The amendment, introduced by virulently anti-LGBT Congresswoman Vicky Hartzler (R-Missouri), would have prohibited military funds being used for transgender servicemembers needing medical treatment related to gender transition, including hormone therapy.
The Hartzler amendment contained wildly exaggerated cost estimates of transition-related care at $700 million annually, “not including hormone therapy and plastic surgery or other long-term care” totaling $1.35 billion over ten years. An exhaustive RAND Corp report estimated that only 25-130 people will need transition-related surgeries each year, costing less than $30,000 per person. According to RAND, the annual outlay would be between $2.4 and $8.4 million — roughly one one-hundredth of one percent of the military’s nearly $50 billion health care budget.
Equality California was pleasantly surprised that of the 24 Republicans who voted against the ugly amendment, four were Californians who don’t often support the LGBTQ community including Rep. Paul Cook (Yucca Valley), Rep. Jeff Denham (Turlock), Rep. Darrell Issa (Vista), and Rep. Steve Knight (Lancaster).
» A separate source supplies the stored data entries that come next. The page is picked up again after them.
//! Composition store: canonical document ownership and mutation
//!
//! All direct edits to the [`SongComposition`] go through this store. Index
//! arguments are caller-validated preconditions: the navigator and selector
//! never construct out-of-range coordinates, so the store indexes directly
//! and panics on violation instead of silently corrupting state. Every
//! operation resolves its target before writing any field, so a violated
//! precondition fails before the document is touched.

use crate::models::core::{
    BeatSignature, Column, Line, LyricsAlign, LyricsWidth, SongComposition,
};

/// Owns the working document and applies all mutations to it.
///
/// The original editor rebuilt the document on every edit to keep renderer
/// snapshots from aliasing; here exclusive `&mut` access gives the same
/// guarantee in place.
#[derive(Clone, Debug, Default)]
pub struct CompositionStore {
    doc: SongComposition,
}

impl CompositionStore {
    /// Create a store holding an empty composition.
    pub fn new() -> Self {
        Self {
            doc: SongComposition::new(),
        }
    }

    /// Create a store holding an existing composition.
    pub fn with_document(doc: SongComposition) -> Self {
        Self { doc }
    }

    /// The current document.
    pub fn document(&self) -> &SongComposition {
        &self.doc
    }

    /// Replace the whole working document, e.g. after load or import.
    /// Documents are always swapped wholesale, never merged.
    pub fn replace(&mut self, doc: SongComposition) {
        self.doc = doc;
    }

    /// Set the composition title.
    pub fn set_title(&mut self, title: impl Into<String>) {
        self.doc.title = title.into();
    }

    /// Set the tempo.
    pub fn set_bpm(&mut self, bpm: u32) {
        self.doc.bpm = bpm;
    }

    /// Append one line of `columns_per_line` fresh columns sized for `beat`.
    ///
    /// The beat and column count are snapshotted into the document's
    /// top-level fields at the same time, so the header reflects the
    /// settings used for the most recently added line. Existing lines keep
    /// the shape they were created with.
    pub fn add_line(&mut self, beat: BeatSignature, columns_per_line: usize) {
        self.doc.beat = beat;
        self.doc.columns_per_line = columns_per_line;
        self.doc.lines.push(Line::new(beat, columns_per_line));
        log::debug!(
            "added line {} ({} columns, {} boxes each)",
            self.doc.lines.len() - 1,
            columns_per_line,
            beat.boxes_per_column()
        );
    }

    /// Write a note into one box.
    ///
    /// With `append` set, `value` is concatenated directly onto the existing
    /// text with no separator. Multi-character symbols therefore cannot be
    /// split back into individual picks; known ambiguity, kept as is.
    pub fn set_notation(
        &mut self,
        line: usize,
        column: usize,
        box_index: usize,
        value: &str,
        append: bool,
    ) {
        let target = &mut self.doc.lines[line].columns[column].boxes[box_index];
        if append {
            let joined = format!("{}{}", target.note(), value);
            target.set_note(joined);
        } else {
            target.set_note(value);
        }
    }

    /// Replace a column's lyric fragment verbatim.
    pub fn set_lyrics(&mut self, line: usize, column: usize, value: &str) {
        self.doc.lines[line].columns[column].lyrics = value.to_string();
    }

    /// Advance a column's lyrics width one step through the fixed cycle
    /// none → 1/4 → 1/2 → 3/4 → full → none.
    ///
    /// Triggered by a context (non-primary) interaction on the lyrics
    /// field; primary clicks set alignment instead.
    pub fn cycle_lyrics_width(&mut self, line: usize, column: usize) {
        let col = &mut self.doc.lines[line].columns[column];
        col.lyrics_width = LyricsWidth::cycle_next(col.lyrics_width);
    }

    /// Set a column's lyrics alignment from a pointer position within the
    /// field (left band → start, right band → end, middle → center).
    pub fn set_lyrics_align_from_pointer(
        &mut self,
        line: usize,
        column: usize,
        relative_x: f64,
        field_width: f64,
    ) {
        self.doc.lines[line].columns[column].lyrics_align =
            LyricsAlign::from_pointer(relative_x, field_width);
    }

    /// Reset one column's notes, lyrics, width, and alignment to creation
    /// defaults without changing its box count.
    pub fn clear_column(&mut self, line: usize, column: usize) {
        self.doc.lines[line].columns[column].clear();
    }

    /// Overwrite one column wholesale (boxes, lyrics, width, alignment).
    /// Used by paste; callers clone clipboard entries so pasted copies
    /// never share data.
    pub fn replace_column(&mut self, line: usize, column: usize, data: Column) {
        self.doc.lines[line].columns[column] = data;
    }

    /// Remove one line by index.
    ///
    /// The store holds no cross-references; the navigator and selector are
    /// responsible for invalidating coordinates that referenced the removed
    /// or shifted lines.
    pub fn delete_line(&mut self, line: usize) {
        self.doc.lines.remove(line);
        log::debug!("deleted line {}", line);
    }
}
By sharp contrast, Rep. Duncan Hunter (San Diego) called opposition to the Hartzler amendment “silly” sneering, “You’re joining the U.S. military. Figure out if you’re a man or a woman before you join up.”
The repeal of Don’t Ask Don’t Tell in September 2011 lifted the ban on gay, lesbian and bisexual people serving in the military but did not address transgender people. This was rectified last summer as the Pentagon lifted the ban on active transgender troops. The DOD’s original timeline would have allowed transgender people to begin enlisting on July 1, 2017, but Defense Secretary Jim Mattis pushed back the date by six months, saying that the military needed more time to analyze whether the “readiness and lethality of our forces” would be affected by transgender recruits. The postponed date is now January 1, 2018.
Of a total of 1.3 million active-duty troops, between 6,000 and 14,000 transgender people are estimated to be currently serving in the U.S. military. California is home to approximately 191,000 active military.